Neuropsychiatric Assessment

All participants had an NPI-Q assessment completed by a study partner, who was either a caregiver, family member, or close friend who knew the participant well. The questionnaire provides an informant-based assessment of 12 neuropsychiatric symptoms or domains (agitation or aggression, aberrant motor behavior, irritability or lability, elation or euphoria, disinhibition, appetite or eating disturbances, apathy or indifference, delusions, hallucinations, nighttime disturbances, depression or dysphoria, and anxiety) and associated caregiver distress in research and routine clinical practice settings.22 The severity score is a 3-point scale of the symptom present in the patient within the last month. A score of 0 indicates no symptoms; if the symptom is present, the informant is asked to classify its severity as mild (1), moderate (2), or severe (3). The distress score is a 5-point scale associated with the impact of the patient’s symptoms on the caregiver in the past month. A score of 0 indicates no distress, while scores from 1 to 5 indicate the presence of distress with increasing severity. The NPI-Q severity score and NPI-Q distress score are the sums of individual scores from the 12 domains.

Imaging

All 109 participants had a 3T MRI (Siemens), as well as Aβ-PET ([18F]AZD4694), tau-PET ([18F]MK6240), and microglial activation TSPO-PET ([11C]PBR28) imaging in the same brain-dedicated scanner (Siemens High-Resolution Research Tomograph). Detailed imaging methods are described in the eAppendix in Supplement 1. A global Aβ-PET standardized uptake value ratio (SUVR) was estimated from an average of SUVR in the orbitofrontal, prefrontal, anterior and posterior cingulate, temporal, precuneus, and parietal cortices.23 We defined Aβ-positive individuals as those with a global Aβ-PET SUVR of 1.55 or greater.24 Tau-PET SUVR was estimated from a temporal meta–region of interest (meta-ROI) comprising the entorhinal, hippocampus, fusiform, parahippocampal, inferior temporal, and middle temporal cortices. We considered tau-positive individuals with a temporal meta-ROI tau-PET SUVR of 1.24 or greater.25 Finally, for the TSPO-PET, since the topographic inflammatory response in the brain is rather unspecific, we estimated the SUVR from a composite mask of the region-wise associations between [11C]PBR28 and NPI-Q severity score.

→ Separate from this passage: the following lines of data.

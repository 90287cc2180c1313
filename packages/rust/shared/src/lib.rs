//! Shared types, error model, and configuration for the CloudMouse tools.
//!
//! This crate is the foundation depended on by all other CloudMouse crates.
//! It provides:
//! - [`CloudMouseError`] — the unified error type
//! - The product [`Catalog`] (component table, taxonomy, index page)
//! - Configuration ([`Credentials`], [`ExportSettings`])
//! - Domain types ([`DeviceInfo`])

pub mod catalog;
pub mod config;
pub mod error;
pub mod types;

// Re-export public API at crate root for ergonomic imports.
pub use catalog::{
    Catalog, CategorySpec, CmsTarget, ComponentSource, HTML_EXT, IndexEntry, IndexPage,
    IndexSection, LinkAlias, load_catalog,
};
pub use config::{
    Credentials, DEFAULT_SERVICE_HOST, ExportSettings, config_dir, credentials_path,
    load_credentials, load_credentials_from,
};
pub use error::{CloudMouseError, Result};
pub use types::DeviceInfo;
//! HTML-to-Markdown conversion for CMS page exports.
//!
//! Code listings and tables are converted by hand (see `blocks`), everything
//! else goes through `htmd`, then a series of cleanup passes normalizes the
//! result.

mod blocks;
mod cleanup;
mod links;

use tracing::{debug, instrument};

use cloudmouse_shared::{CloudMouseError, Result};

pub use links::{clean_abstract, retarget_links};

// ---------------------------------------------------------------------------
// Converter
// ---------------------------------------------------------------------------

/// Convert an HTML fragment or document to Markdown.
///
/// 1. Cuts code listings and tables out into placeholders
/// 2. Converts the rest via `htmd`
/// 3. Puts the hand-converted blocks back
/// 4. Runs the cleanup pipeline (trailing whitespace, blank lines, trim)
#[instrument(skip(html), fields(len = html.len()))]
pub fn html_to_markdown(html: &str) -> Result<String> {
    let protected = blocks::protect(html);

    let converter = htmd::HtmlToMarkdown::builder()
        .skip_tags(vec!["script", "style", "nav", "iframe", "noscript", "svg", "head"])
        .build();

    let raw_markdown = converter
        .convert(&protected.html)
        .map_err(|e| CloudMouseError::Conversion(format!("htmd conversion failed: {e}")))?;

    let restored = protected.restore(&raw_markdown);
    let cleaned = cleanup::run_pipeline(&restored);

    debug!(raw_len = raw_markdown.len(), final_len = cleaned.len(), "conversion complete");
    Ok(cleaned)
}

/// Render one exported page: H1 title, optional H3 abstract, then the body.
pub fn render_page(title: &str, abstract_html: &str, body_html: &str) -> Result<String> {
    let body = html_to_markdown(body_html)?;
    let summary = clean_abstract(abstract_html);

    let mut out = format!("# {title}\n\n");
    if !summary.is_empty() {
        out.push_str(&format!("### {summary}\n\n"));
    }
    out.push_str(&body);
    Ok(out)
}

/// Export file name for a page: zero-padded order, then the uri with dashes
/// turned into underscores (`7`, `getting-started` → `07_getting_started.md`).
pub fn export_file_name(ord: i64, uri: &str) -> String {
    format!("{ord:02}_{}.md", uri.replace('-', "_"))
}

// ---------------------------------------------------------------------------
// Tests
// ---------------------------------------------------------------------------

#[cfg(test)]
mod tests {
    use super::*;

    #[test]
    fn file_names_are_padded() {
        assert_eq!(export_file_name(7, "getting-started"), "07_getting_started.md");
        assert_eq!(export_file_name(12, "api"), "12_api.md");
    }

    #[test]
    fn page_with_abstract() {
        let md = render_page("Title", "Line one<br>Line two", "<p>Body text.</p>").unwrap();
        assert_eq!(md, "# Title\n\n### Line one\nLine two\n\nBody text.");
    }

    #[test]
    fn empty_abstract_is_omitted() {
        let md = render_page("Title", "", "<p>Body</p>").unwrap();
        assert_eq!(md, "# Title\n\nBody");
    }

    #[test]
    fn code_blocks_become_fences() {
        let html = r#"<p>Usage:</p><pre><code class="language-cpp">Core core;
core.initialize(&amp;cfg);</code></pre><p>Done.</p>"#;
        let md = html_to_markdown(html).unwrap();
        assert!(md.contains("```cpp\nCore core;\ncore.initialize(&cfg);\n```"), "{md}");
        assert!(md.starts_with("Usage:"));
        assert!(md.ends_with("Done."));
    }

    #[test]
    fn sanitized_code_block_without_language() {
        let html = r#"<pre class="code-block"><code>led.setColor(255, 0, 0);</code></pre>"#;
        let md = html_to_markdown(html).unwrap();
        assert_eq!(md, "```\nled.setColor(255, 0, 0);\n```");
    }

    #[test]
    fn links_and_images_survive() {
        let html = r#"<p>See <a href="02_hardware.md">hardware</a> <img src="board.png" alt="Board"></p>"#;
        let md = html_to_markdown(html).unwrap();
        assert!(md.contains("[hardware](02_hardware.md)"), "{md}");
        assert!(md.contains("![Board](board.png)"), "{md}");
    }

    #[test]
    fn blank_runs_collapse() {
        let md = html_to_markdown("<p>a</p><br><br><br><br><p>b</p>").unwrap();
        assert!(!md.contains("\n\n\n"));
    }

    #[test]
    fn headings_convert() {
        let md = html_to_markdown("<h2>Setup</h2><p>Plug it in.</p>").unwrap();
        assert_eq!(md, "## Setup\n\nPlug it in.");
    }
}
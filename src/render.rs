//! Turning shapes into pixels.
//!
//! Everything here is a pure function of its inputs: given the same history the
//! same raster comes out, which is what lets the engine throw the raster away
//! and rebuild it from history whenever it needs to.

use crate::color;
use crate::draw::{self, Stroke};
use crate::types::{Brush, FrameBuffer, Point, Shape, ShapeKind, WHITE, circle_radius, triangle_vertices};

/// Resolve a brush into a rasterizer stroke style.
pub fn stroke_for(brush: &Brush) -> Stroke {
    Stroke { color: color::resolve(&brush.color), width: brush.width, opacity: brush.opacity }
}

/// Draw a circle or triangle spanned by `start` and `end`.
/// Freehand has no two-point form; it draws the straight segment between them.
pub fn draw_outline(fb: &mut FrameBuffer, kind: ShapeKind, stroke: Stroke, start: Point, end: Point) {
    match kind {
        ShapeKind::Circle => draw::stroke_circle(fb, start, circle_radius(start, end), stroke),
        ShapeKind::Triangle => draw::stroke_polyline(fb, &triangle_vertices(start, end), true, stroke),
        ShapeKind::Freehand => draw::stroke_segment(fb, start, end, stroke),
    }
}

/// Draw one committed shape exactly as it was drawn live.
pub fn draw_shape(fb: &mut FrameBuffer, shape: &Shape) {
    let stroke = stroke_for(&shape.brush());
    match shape.kind {
        // Live freehand strokes go down one segment per pointer move.
        ShapeKind::Freehand => {
            for pair in shape.path.windows(2) {
                draw::stroke_segment(fb, pair[0], pair[1], stroke);
            }
        }
        kind => draw_outline(fb, kind, stroke, shape.start, shape.end),
    }
}

/// Rebuild a raster from nothing: white page, then every shape in commit order.
pub fn replay(fb: &mut FrameBuffer, history: &[Shape]) {
    fb.fill(WHITE);
    for shape in history {
        draw_shape(fb, shape);
    }
}
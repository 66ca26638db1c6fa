// Core types shared by the engine, the rasterizer and the window loop.

#[cfg(test)]
#[path = "types_test.rs"]
mod types_test;

/// Background every blank or cleared surface starts from.
pub const WHITE: u32 = 0x00_FF_FF_FF;

#[derive(Clone, Debug, PartialEq, Eq)]
pub struct FrameBuffer {
    pub width: usize,      // how wide the surface is on screen (pixels)
    pub height: usize,     // how tall the surface is on screen (pixels)
    pub pixels: Vec<u32>,  // each entry is 0x00RRGGBB for minifb
}

impl FrameBuffer {
    /// A `width` x `height` buffer filled with `color`.
    pub fn filled(width: usize, height: usize, color: u32) -> Self {
        Self { width, height, pixels: vec![color; width * height] }
    }

    /// Overwrite every pixel with `color`.
    pub fn fill(&mut self, color: u32) {
        self.pixels.fill(color);
    }

    /// Pixel at (x, y), or `None` outside the buffer.
    pub fn pixel(&self, x: usize, y: usize) -> Option<u32> {
        if x >= self.width || y >= self.height {
            return None;
        }
        Some(self.pixels[y * self.width + x])
    }
}

/// A position on the surface in pixels (surface-local, origin top-left).
#[derive(Clone, Copy, Debug, Default, PartialEq)]
pub struct Point {
    pub x: f64,
    pub y: f64,
}

impl Point {
    #[must_use]
    pub const fn new(x: f64, y: f64) -> Self {
        Self { x, y }
    }

    #[must_use]
    pub fn distance(self, other: Point) -> f64 {
        (other.x - self.x).hypot(other.y - self.y)
    }
}

/// What a gesture draws.
#[derive(Clone, Copy, Debug, Default, PartialEq, Eq, clap::ValueEnum)]
pub enum ShapeKind {
    /// Strokes follow the pointer and are drawn segment by segment.
    #[default]
    Freehand,
    Circle,
    Triangle,
}

impl ShapeKind {
    /// Circle and triangle are re-rendered from two points on every move.
    pub fn is_parametric(self) -> bool {
        matches!(self, Self::Circle | Self::Triangle)
    }
}

/// Brush settings read at pointer-down. Nothing here is validated.
#[derive(Clone, Debug, PartialEq)]
pub struct Brush {
    pub color: String, // CSS-style: "#rgb", "#rrggbb", "rgb(r, g, b)" or a name
    pub width: f64,    // stroke width in pixels
    pub opacity: f64,  // alpha applied once per stroke, expected in [0.1, 1.0]
    pub kind: ShapeKind,
}

impl Default for Brush {
    fn default() -> Self {
        Self { color: "#000000".into(), width: 5.0, opacity: 1.0, kind: ShapeKind::Freehand }
    }
}

/// A committed drawing primitive in the history.
#[derive(Clone, Debug, PartialEq)]
pub struct Shape {
    pub kind: ShapeKind,
    pub color: String,
    pub width: f64,
    pub opacity: f64,
    pub start: Point,
    pub end: Point,
    /// Every point a freehand stroke passed through, `start` first and `end`
    /// last. Empty for circles and triangles.
    pub path: Vec<Point>,
}

impl Shape {
    /// The brush this shape was drawn with.
    pub fn brush(&self) -> Brush {
        Brush {
            color: self.color.clone(),
            width: self.width,
            opacity: self.opacity,
            kind: self.kind,
        }
    }
}

/// Radius of a circle centered on `start` that passes through `end`.
pub fn circle_radius(start: Point, end: Point) -> f64 {
    start.distance(end)
}

/// The three corners of a triangle gesture: the start point, the current
/// point, and the current point mirrored across the start's x at the current y.
pub fn triangle_vertices(start: Point, end: Point) -> [Point; 3] {
    [start, end, Point::new(2.0 * start.x - end.x, end.y)]
}
// What you SEE:
// • A white 800x600 page.
// • Hold Left Mouse and drag: draws with the current brush.
//   Freehand follows the mouse; circle/triangle show a live outline until release.
// • 1/2/3 pick freehand/circle/triangle, [ ] change width, - = change opacity,
//   K/R/G/B pick black/red/green/blue.
// • C clears the page, S saves it as a PNG. ESC quits.

use clap::Parser;
use doodle_pad::config::Config;
use doodle_pad::engine::{Engine, SURFACE_HEIGHT, SURFACE_WIDTH};
use doodle_pad::error::Error;
use doodle_pad::input::{self, PointerTracker};
use doodle_pad::panel::{BrushPanel, Command};
use doodle_pad::window::Drawer;
use tracing::{info, warn};
use tracing_subscriber::EnvFilter;

fn main() -> Result<(), Error> {
    tracing_subscriber::fmt()
        .with_env_filter(EnvFilter::try_from_default_env().unwrap_or_else(|_| EnvFilter::new("info")))
        .with_target(false)
        .compact()
        .init();

    let config = Config::parse();
    info!(output = %config.output.display(), redraw = ?config.redraw, "doodle-pad starting");

    /* --- Engine + window setup ---
       Visual: window opens on a blank white page. */
    let mut engine = Engine::with_surface(SURFACE_WIDTH, SURFACE_HEIGHT, config.redraw);
    let mut drawer = Drawer::new("Doodle Pad", SURFACE_WIDTH, SURFACE_HEIGHT)?;
    let mut panel = BrushPanel::new(config.brush());
    let mut tracker = PointerTracker::new();

    /* ------------------------------ Main loop ------------------------------ */
    while drawer.is_open() && !drawer.esc_pressed() {
        /* 1) Keys: brush changes go to the panel, page actions to the engine. */
        for cmd in drawer.commands() {
            match cmd {
                Command::Clear => engine.clear(),  // visual: page goes white
                Command::Export => {
                    if let Err(e) = engine.save_png(&config.output) {
                        warn!(error = %e, "export failed");
                    }
                }
                other => {
                    panel.apply(other);
                }
            }
        }

        /* 2) Focus lost mid-drag: drop the half-drawn shape instead of
              leaving the engine stuck waiting for a release we'll never see. */
        if !drawer.is_focused() {
            if engine.is_active() {
                engine.cancel();
            }
            tracker.reset();
        }

        /* 3) Mouse -> pointer events -> engine. */
        if let Some(event) = tracker.sample(drawer.mouse_pos(), drawer.left_mouse_down()) {
            input::apply(&mut engine, event, panel.brush());
        }

        /* 4) Present (this is when the on-screen image updates). */
        if let Some(surface) = engine.surface() {
            drawer.present(surface)?;
        }
    }

    info!(shapes = engine.history().len(), "doodle-pad shutting down");
    Ok(())
}
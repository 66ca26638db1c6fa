// Raster -> PNG. This is the "Download Drawing" button: whatever is on
// screen right now gets written out as a static image.

use crate::color::unpack_rgb;
use crate::error::Error;
use crate::types::FrameBuffer;

use image::{ImageBuffer, ImageFormat, Rgb, RgbImage};
use std::io::Cursor;
use std::path::Path;

/// File name used when the user doesn't pick one.
pub const DEFAULT_FILENAME: &str = "drawing.png";

/// Unpack 0x00RRGGBB pixels into an `image` RGB buffer.
pub fn to_rgb_image(fb: &FrameBuffer) -> RgbImage {
    ImageBuffer::from_fn(fb.width as u32, fb.height as u32, |x, y| {
        let (r, g, b) = unpack_rgb(fb.pixels[y as usize * fb.width + x as usize]);
        Rgb([r, g, b])
    })
}

/// Encode the frame buffer as PNG bytes.
pub fn encode_png(fb: &FrameBuffer) -> Result<Vec<u8>, Error> {
    let mut out = Cursor::new(Vec::new());
    to_rgb_image(fb).write_to(&mut out, ImageFormat::Png)?;
    Ok(out.into_inner())
}

/// Encode and write to `path`, replacing any existing file.
pub fn save_png(fb: &FrameBuffer, path: &Path) -> Result<(), Error> {
    let bytes = encode_png(fb)?;
    std::fs::write(path, bytes)?;
    Ok(())
}
// Startup configuration: the brush you begin with, where exports go, and
// how previews are redrawn. Every flag can also come from the environment.

#[cfg(test)]
#[path = "config_test.rs"]
mod config_test;

use std::path::PathBuf;

use clap::Parser;

use crate::engine::RedrawStrategy;
use crate::export::DEFAULT_FILENAME;
use crate::types::{Brush, ShapeKind};

#[derive(Parser, Debug, Clone)]
#[command(name = "doodle-pad", about = "Freehand, circle and triangle drawing on a fixed canvas")]
pub struct Config {
    /// Starting stroke color (`#rrggbb`, `#rgb`, `rgb(r, g, b)` or a color name).
    #[arg(long, env = "DOODLE_COLOR", default_value = "#000000")]
    pub color: String,

    /// Starting stroke width in pixels.
    #[arg(long, env = "DOODLE_WIDTH", default_value_t = 5.0)]
    pub width: f64,

    /// Starting stroke opacity, 0.1 to 1.0.
    #[arg(long, env = "DOODLE_OPACITY", default_value_t = 1.0)]
    pub opacity: f64,

    /// Starting shape.
    #[arg(long, env = "DOODLE_SHAPE", value_enum, default_value_t = ShapeKind::Freehand)]
    pub shape: ShapeKind,

    /// Where `S` writes the PNG export.
    #[arg(long, env = "DOODLE_OUTPUT", default_value = DEFAULT_FILENAME)]
    pub output: PathBuf,

    /// How shape previews restore the committed drawing underneath them.
    #[arg(long, env = "DOODLE_REDRAW", value_enum, default_value_t = RedrawStrategy::Replay)]
    pub redraw: RedrawStrategy,
}

impl Config {
    /// Brush built from the starting flags. Passed through unvalidated.
    pub fn brush(&self) -> Brush {
        Brush {
            color: self.color.clone(),
            width: self.width,
            opacity: self.opacity,
            kind: self.shape,
        }
    }
}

Microglial activation positivity was defined as the TSPO-PET SUVR values 2.5 SDs greater than the mean TSPO-PET SUVR from a separate CU young population (individuals <25 years of age), similar to what has previously been proposed.26 We used the whole cerebellum gray matter as the reference region for [18F]AZD4694 SUVRs and [11C]PBR28 SUVRs27,28 and the crus I gray matter, located in the inferior cerebellum, for [18F]MK6240 SUVRs.29 We used the Desikan-Killiany-Tourville atlas to define the ROIs.30

Plasma Biomarker

Plasma GFAP concentrations were measured by Simoa using a commercial single-plex assay (No. 102336 [Quanterix]). The measurements were performed in 1 round of experiments using 1 batch of reagents by clinical scientists who were blinded to clinical data. Intra-assay coefficients of variation were less than 10%.

Statistical Analysis

We conducted statistical models and region-wise analysis with R software version 4.2.2 (R Project for Statistical Computing). Student t test and contingency χ2 test assessed demographic differences between clinical groups for continuous and categorical variables, respectively. We used multivariable linear regression models to assess the association between TSPO-PET or GFAP and NPI-Q scores. The region-wise analysis was adjusted for age, sex, and multiple comparisons using false-discovery rate–correction at a threshold of P < .05. The association between TSPO-PET SUVR and NPI-Q scores was adjusted for age, sex, and cognitive status. To test the magnitude of association between biomarkers and NPSs, we transformed the PET SUVR values into z scores and included them as covariates. To measure the contribution of each NPI-Q severity domain to the association, we used a leave-one-out approach31 by iteratively removing each individual NPI-Q domain score from the total score and then compared the TSPO-PET SUVR β estimate magnitude of change. We further conducted sensitivity analyses testing the association between microglial activation and NPI-Q subscales (eFigure 3 in Supplement 1). We used the same method to assess which domains were statistically driving the association between TSPO-PET and NPS. We used the same approach to verify which NPI-Q distress domain had the greatest contribution to the model. The level of significance was set at P < .05 (2-tailed). Finally, we reproduced our findings using censored regression models32 (eTable 3 in Supplement 1) that account for the NPI-Q score floor effect.

Results
Participants

Our study included 109 individuals (70 CU, 25 patients with MCI, and 14 patients with Alzheimer dementia), with a median age of 71.8 years (range, 38.0-86.5 years); 72 of whom (66%) were female and 37 (34%) were male. As expected, CI individuals had significantly higher NPI-Q severity and NPI-Q distress scores, global Aβ-PET SUVR, temporal meta-ROI tau-PET SUVR, and composite TSPO-PET SUVR than CU individuals. Aβ-PET positivity was present in 21 CU individuals (30%) and in 31 CI individuals (79%). Regarding the NPI-Q severity domains, nighttime disturbances were the most prevalent (30 [28%]), followed by irritability (26 [24%]) and appetite or eating disturbances (22 [20%]). Regarding the NPI-Q distress domains, irritability was the most prevalent (18 [17%]), followed by depression (17 [16%]) and appetite or eating disturbances (14 [13%]). NPI-Q severity and distress scores for the delusion domain were 0 for all individuals. The Table presents the demographic characteristics of the study population, and eFigure 2 in Supplement 1 shows the frequency of NPI-Q severity and distress scores across the AD continuum.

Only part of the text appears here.